Your instructions: Lines, not repeats, are what count: give the number of lines below that hold "None", and nothing more.
○ ○ ○
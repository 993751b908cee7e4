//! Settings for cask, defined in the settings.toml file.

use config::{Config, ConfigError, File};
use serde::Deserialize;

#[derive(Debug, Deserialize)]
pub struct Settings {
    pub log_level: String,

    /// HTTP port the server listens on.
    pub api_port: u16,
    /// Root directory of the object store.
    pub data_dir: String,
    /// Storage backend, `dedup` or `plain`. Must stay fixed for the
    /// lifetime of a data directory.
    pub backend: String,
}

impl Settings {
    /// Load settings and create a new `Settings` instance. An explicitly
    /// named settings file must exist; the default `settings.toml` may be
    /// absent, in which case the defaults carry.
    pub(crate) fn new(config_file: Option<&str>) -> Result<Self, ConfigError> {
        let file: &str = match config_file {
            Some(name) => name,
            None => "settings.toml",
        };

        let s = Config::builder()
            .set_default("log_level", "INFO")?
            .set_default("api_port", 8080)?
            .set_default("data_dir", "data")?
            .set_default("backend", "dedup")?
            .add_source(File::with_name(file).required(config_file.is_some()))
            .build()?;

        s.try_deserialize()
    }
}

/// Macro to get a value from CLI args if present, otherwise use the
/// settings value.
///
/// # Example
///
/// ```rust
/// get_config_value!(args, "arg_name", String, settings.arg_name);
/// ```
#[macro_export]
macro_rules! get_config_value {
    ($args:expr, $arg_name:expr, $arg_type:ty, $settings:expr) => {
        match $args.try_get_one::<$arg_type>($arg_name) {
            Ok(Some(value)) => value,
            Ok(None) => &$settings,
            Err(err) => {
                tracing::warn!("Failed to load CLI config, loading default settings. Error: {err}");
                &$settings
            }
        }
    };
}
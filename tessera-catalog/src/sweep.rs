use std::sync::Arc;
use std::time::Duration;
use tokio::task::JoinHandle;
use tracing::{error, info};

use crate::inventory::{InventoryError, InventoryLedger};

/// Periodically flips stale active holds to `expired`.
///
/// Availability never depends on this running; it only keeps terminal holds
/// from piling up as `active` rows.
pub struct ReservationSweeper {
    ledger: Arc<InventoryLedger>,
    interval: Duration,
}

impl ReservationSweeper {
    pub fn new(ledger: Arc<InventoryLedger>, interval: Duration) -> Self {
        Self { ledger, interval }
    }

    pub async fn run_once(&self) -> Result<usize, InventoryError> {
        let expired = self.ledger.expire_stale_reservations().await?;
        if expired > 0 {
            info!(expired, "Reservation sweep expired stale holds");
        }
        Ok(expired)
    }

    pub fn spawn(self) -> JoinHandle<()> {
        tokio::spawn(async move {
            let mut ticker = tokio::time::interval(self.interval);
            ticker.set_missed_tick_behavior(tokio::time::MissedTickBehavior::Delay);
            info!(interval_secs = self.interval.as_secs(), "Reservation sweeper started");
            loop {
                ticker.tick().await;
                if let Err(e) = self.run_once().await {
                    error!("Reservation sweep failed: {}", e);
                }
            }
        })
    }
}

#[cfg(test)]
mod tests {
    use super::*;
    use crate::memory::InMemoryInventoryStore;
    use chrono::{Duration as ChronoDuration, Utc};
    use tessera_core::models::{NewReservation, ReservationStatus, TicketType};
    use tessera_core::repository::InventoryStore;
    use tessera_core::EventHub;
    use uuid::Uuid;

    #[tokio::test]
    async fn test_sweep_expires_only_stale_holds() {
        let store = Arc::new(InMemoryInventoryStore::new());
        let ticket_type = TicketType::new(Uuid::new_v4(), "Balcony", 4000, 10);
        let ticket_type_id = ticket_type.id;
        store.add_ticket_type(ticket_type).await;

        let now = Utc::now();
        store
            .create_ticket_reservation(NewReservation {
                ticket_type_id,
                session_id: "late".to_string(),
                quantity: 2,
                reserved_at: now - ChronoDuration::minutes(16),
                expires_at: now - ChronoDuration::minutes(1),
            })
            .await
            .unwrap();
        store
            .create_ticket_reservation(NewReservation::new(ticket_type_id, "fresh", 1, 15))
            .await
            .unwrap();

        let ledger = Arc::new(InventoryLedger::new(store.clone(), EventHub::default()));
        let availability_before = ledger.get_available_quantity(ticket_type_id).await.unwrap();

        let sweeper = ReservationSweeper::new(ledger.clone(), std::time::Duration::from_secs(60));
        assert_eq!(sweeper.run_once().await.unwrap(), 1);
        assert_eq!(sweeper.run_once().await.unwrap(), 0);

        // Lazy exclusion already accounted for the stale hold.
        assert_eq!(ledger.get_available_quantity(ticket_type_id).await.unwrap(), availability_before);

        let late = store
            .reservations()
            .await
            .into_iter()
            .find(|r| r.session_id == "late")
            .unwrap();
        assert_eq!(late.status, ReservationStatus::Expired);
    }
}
○ ○ ○
Result of this exercise: 2